One suggestion: try to disable the compositor (Aero) and see if performance improves. Rather unlikely, but you never know with Intel.

Yes normally glCopyTexSubImage2D is very fast, but I never owned an Intel card.

Maybe you hit a software emulation path.
You may try to play with the different parameters for format and internalFormat when creating the texture which receives the Copy : GL_RGB8 versus GL_RGBA8, GL_RGBA versus GL_BGRA, this sort of things.

Do you need mipmaps ? Do you have automatic mipmap generation ? Maybe switching it off can help.

You’re right 30 -> 5 doesn’t seem normal. The interface is limited to 30 fps, and never really goes below that, even on intel. I found that the reason there was such a huge drop was because calling glCopyTexSubImage2D @ 30 FPS causes a spike of about 30% of my CPU. Now that I’ve optimized a good deal, the CPU doesn’t max out and the framerate holds.

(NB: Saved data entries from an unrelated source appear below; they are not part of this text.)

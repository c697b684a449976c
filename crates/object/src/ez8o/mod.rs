//! The `EZ8O` object format.

mod builder;
mod external;
mod file;
mod header;
mod library;
mod relocation;
mod strings;
mod symbol;

pub use builder::ObjectBuilder;
pub use external::ExternalRecord;
pub use file::ObjectFile;
pub use header::Header;
pub use library::{Library, LibraryError, Member};
pub use relocation::{RelocationKind, RelocationRecord, RelocationTarget};
pub use strings::{StringTable, StringTableBuilder};
pub use symbol::{Binding, SymbolRecord};

use crate::{
    combinators::{le_u8, Err, ErrorKind, ParseError},
    Input, Result,
};

/// A section of an object file.
///
/// Symbols live in exactly one section; `Absolute` holds constants that
/// are not moved by the linker.
#[derive(Debug, Clone, Copy, PartialEq, Eq, Hash)]
#[repr(u8)]
pub enum Section {
    /// Absolute values, never relocated.
    Absolute = 0,
    /// Executable code.
    Code = 1,
    /// Initialized data.
    Data = 2,
    /// Uninitialized storage; sized but never materialized in the output.
    Bss = 3,
}

impl Section {
    /// Parse a section byte.
    pub fn read<'a, E>(input: Input<'a>) -> Result<'a, Self, E>
    where
        E: ParseError<Input<'a>>,
    {
        let (rest, byte) = le_u8(input)?;

        Ok((
            rest,
            match byte {
                0 => Self::Absolute,
                1 => Self::Code,
                2 => Self::Data,
                3 => Self::Bss,
                _ => return Err(Err::Error(E::from_error_kind(input, ErrorKind::Alt))),
            },
        ))
    }
}

#[cfg(test)]
mod tests {
    use super::*;

    #[test]
    fn test_section_read() {
        assert_eq!(Section::read::<()>(&[0]), Ok((&[][..], Section::Absolute)));
        assert_eq!(Section::read::<()>(&[1]), Ok((&[][..], Section::Code)));
        assert_eq!(Section::read::<()>(&[2]), Ok((&[][..], Section::Data)));
        assert_eq!(Section::read::<()>(&[3]), Ok((&[][..], Section::Bss)));
        assert!(Section::read::<()>(&[4]).is_err());
    }
}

So, at that much of a spike, I’m guessing that it is a software emulation problem, and that perhaps my workaround is saving CPU cycles instead of wasting them…

I’ll keep messing around with texture modes, but I’m not too hopeful. No mipmaps or anything, it’s just a way of blitting a rectangle to and from the screen, no tranformations.

I know I shouldn’t ask this, but is there such thing as a reference in regards to software/hardware emulation/support, which lists OpenGL functions and their relation to various chipsets? Or drivers, I suppose. That’s laughable, isn’t it…

Basically, what tricks help in finding the accelerated alternative?

No hope for new drivers either, my chipset is quite outdated already.

Thanks. Oh, and Aero was already off in the first place. I’ll have to test with it back on, perhaps.

Basically, what tricks help in finding the accelerated alternative?

I think you’re on your own, I’m afraid. I’d guess that most people who tried getting OpenGL to work on Intel chipsets gave up on it before they could tell anyone their tricks.